■ **STUDY MATERIAL**:

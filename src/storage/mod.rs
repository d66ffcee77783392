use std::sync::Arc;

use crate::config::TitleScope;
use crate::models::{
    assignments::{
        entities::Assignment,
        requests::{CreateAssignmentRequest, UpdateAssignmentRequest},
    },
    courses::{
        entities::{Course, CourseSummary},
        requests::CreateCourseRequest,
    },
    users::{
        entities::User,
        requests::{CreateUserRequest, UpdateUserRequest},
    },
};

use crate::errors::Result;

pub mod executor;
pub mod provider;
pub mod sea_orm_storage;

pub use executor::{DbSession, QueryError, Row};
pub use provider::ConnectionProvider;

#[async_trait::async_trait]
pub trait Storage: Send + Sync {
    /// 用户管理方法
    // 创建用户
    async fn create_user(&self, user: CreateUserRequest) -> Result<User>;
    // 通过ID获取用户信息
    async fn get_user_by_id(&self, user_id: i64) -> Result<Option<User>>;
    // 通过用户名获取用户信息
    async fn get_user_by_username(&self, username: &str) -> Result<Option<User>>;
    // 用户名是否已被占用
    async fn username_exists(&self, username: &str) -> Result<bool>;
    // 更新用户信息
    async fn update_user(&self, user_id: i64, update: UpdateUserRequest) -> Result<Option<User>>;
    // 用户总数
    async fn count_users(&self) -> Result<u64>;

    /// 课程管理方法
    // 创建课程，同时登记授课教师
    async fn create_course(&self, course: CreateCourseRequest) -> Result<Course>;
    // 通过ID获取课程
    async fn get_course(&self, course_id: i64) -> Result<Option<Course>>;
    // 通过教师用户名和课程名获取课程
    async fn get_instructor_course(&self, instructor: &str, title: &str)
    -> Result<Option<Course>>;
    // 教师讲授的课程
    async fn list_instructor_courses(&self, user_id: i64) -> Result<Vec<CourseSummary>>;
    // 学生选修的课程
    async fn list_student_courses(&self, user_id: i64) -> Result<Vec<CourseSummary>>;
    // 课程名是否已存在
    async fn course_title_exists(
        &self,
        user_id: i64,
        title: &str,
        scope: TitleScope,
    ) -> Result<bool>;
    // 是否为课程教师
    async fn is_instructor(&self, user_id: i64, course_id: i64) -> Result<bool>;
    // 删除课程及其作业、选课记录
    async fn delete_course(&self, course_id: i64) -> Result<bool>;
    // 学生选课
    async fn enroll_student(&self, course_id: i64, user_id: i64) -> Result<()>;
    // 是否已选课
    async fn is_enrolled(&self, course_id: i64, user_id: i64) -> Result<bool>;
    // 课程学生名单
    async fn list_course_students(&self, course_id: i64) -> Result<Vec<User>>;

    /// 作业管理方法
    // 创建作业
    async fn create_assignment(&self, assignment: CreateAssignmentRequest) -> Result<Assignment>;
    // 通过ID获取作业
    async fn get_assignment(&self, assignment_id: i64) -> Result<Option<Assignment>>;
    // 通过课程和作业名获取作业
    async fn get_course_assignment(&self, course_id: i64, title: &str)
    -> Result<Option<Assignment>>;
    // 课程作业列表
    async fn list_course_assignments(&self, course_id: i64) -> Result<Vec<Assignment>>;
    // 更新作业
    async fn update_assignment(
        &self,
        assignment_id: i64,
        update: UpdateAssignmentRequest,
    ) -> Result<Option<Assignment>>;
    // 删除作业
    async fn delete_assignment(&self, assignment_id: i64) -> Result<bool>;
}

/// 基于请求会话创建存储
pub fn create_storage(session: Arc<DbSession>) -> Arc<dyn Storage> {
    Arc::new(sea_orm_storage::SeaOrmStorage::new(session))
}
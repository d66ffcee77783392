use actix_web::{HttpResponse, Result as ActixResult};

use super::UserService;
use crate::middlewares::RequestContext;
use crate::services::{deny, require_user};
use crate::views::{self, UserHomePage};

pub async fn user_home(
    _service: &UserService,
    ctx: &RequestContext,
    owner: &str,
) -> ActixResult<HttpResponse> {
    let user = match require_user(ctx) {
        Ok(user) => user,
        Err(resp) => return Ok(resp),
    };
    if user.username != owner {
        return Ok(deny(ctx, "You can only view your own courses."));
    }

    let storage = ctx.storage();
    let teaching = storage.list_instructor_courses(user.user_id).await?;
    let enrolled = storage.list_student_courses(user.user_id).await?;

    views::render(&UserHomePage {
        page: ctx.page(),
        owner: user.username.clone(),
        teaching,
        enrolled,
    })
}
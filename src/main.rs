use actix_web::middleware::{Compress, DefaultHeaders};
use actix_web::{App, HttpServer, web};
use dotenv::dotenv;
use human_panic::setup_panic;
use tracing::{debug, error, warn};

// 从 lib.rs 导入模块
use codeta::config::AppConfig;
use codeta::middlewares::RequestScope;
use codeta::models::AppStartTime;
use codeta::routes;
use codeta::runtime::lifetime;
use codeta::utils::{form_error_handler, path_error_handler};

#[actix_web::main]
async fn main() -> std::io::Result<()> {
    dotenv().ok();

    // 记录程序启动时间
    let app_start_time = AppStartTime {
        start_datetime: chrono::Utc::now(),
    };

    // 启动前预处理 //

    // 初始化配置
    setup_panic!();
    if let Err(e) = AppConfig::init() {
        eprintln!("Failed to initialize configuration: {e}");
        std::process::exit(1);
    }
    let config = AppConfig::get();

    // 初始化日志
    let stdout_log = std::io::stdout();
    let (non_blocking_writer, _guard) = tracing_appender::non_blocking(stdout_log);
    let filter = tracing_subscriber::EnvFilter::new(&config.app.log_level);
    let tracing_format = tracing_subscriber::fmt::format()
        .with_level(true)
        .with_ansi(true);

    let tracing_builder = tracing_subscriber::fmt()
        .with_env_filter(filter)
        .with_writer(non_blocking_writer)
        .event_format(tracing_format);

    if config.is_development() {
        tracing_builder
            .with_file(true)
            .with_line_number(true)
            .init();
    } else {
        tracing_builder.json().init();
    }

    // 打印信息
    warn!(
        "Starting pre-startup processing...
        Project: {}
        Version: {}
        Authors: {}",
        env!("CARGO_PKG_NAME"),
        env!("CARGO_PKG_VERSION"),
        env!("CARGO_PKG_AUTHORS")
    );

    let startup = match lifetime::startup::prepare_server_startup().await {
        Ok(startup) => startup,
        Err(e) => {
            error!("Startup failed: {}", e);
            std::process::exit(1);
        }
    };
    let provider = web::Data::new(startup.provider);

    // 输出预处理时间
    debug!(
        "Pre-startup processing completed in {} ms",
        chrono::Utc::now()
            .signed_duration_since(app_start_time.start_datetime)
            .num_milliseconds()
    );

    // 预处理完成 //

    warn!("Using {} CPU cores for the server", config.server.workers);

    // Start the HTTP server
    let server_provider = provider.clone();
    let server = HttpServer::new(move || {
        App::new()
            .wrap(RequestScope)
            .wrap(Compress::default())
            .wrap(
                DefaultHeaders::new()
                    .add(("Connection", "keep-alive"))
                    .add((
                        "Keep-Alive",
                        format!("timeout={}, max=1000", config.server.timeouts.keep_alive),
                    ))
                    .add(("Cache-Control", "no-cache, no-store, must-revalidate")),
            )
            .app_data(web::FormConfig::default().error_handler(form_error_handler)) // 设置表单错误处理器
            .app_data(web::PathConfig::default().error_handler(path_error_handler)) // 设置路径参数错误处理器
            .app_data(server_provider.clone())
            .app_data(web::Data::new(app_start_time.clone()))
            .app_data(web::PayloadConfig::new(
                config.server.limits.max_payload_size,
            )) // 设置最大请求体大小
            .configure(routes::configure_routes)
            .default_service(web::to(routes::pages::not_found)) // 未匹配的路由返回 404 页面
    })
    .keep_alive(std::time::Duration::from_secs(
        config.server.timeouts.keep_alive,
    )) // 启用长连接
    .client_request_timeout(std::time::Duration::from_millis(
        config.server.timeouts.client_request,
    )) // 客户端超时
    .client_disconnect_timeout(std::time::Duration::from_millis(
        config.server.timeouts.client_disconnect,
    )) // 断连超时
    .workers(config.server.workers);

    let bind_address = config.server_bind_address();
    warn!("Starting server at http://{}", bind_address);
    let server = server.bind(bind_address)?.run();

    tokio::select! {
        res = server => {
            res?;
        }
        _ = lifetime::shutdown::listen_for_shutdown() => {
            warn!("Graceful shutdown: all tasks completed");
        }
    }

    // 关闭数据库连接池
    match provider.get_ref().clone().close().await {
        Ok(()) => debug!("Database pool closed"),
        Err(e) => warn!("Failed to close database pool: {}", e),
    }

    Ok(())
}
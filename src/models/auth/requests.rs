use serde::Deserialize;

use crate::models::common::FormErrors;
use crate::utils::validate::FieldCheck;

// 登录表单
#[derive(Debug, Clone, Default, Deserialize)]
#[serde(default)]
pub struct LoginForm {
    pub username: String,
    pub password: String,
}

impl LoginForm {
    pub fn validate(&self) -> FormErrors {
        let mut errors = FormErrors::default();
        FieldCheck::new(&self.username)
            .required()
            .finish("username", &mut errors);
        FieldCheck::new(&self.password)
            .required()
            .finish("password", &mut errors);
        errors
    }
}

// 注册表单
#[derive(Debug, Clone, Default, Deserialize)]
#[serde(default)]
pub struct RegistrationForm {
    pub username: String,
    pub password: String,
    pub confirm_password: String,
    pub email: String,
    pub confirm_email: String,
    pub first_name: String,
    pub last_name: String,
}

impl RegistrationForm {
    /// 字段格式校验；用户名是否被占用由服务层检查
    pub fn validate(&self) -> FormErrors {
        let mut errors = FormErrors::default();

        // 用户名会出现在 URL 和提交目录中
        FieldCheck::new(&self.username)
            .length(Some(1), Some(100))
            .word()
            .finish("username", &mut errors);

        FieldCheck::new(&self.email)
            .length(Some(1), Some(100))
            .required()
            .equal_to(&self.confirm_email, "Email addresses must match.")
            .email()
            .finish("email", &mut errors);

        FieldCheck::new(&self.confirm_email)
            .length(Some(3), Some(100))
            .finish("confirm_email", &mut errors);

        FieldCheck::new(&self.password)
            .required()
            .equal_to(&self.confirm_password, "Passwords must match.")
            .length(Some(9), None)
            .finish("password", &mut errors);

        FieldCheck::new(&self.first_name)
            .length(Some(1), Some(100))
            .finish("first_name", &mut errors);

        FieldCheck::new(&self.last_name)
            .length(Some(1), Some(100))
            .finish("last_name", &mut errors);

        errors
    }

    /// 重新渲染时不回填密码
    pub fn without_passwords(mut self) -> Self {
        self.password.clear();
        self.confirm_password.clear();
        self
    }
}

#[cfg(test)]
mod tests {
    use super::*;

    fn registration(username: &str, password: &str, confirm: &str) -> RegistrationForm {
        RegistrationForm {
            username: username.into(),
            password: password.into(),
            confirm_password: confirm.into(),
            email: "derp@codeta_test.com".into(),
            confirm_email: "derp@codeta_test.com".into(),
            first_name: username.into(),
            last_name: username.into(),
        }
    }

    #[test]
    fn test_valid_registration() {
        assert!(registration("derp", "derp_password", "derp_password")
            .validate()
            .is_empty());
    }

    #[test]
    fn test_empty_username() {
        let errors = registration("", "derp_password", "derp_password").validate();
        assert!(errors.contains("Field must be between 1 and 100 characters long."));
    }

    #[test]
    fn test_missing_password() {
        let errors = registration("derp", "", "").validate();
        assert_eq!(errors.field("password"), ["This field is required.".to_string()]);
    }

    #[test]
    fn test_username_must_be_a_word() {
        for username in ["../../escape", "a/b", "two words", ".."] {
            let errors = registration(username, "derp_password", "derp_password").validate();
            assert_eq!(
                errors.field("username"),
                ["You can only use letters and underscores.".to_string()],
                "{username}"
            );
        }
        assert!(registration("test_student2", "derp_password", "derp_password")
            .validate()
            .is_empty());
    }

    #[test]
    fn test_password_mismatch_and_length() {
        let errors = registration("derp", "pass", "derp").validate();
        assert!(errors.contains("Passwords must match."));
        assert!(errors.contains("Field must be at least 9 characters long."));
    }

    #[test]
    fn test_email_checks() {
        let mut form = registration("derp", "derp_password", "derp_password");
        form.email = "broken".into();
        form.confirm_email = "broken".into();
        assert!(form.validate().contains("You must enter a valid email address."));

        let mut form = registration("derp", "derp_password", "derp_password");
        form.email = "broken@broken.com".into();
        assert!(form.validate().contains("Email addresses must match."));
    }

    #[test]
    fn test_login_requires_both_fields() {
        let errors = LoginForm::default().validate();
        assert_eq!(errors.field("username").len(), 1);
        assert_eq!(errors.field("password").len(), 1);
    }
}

■ **WHAT TO DO**: Among the lines of the data, some contain the word "owner". How many are there? Reply with the number alone.

■ **SOLUTION FOR THIS TASK**: 3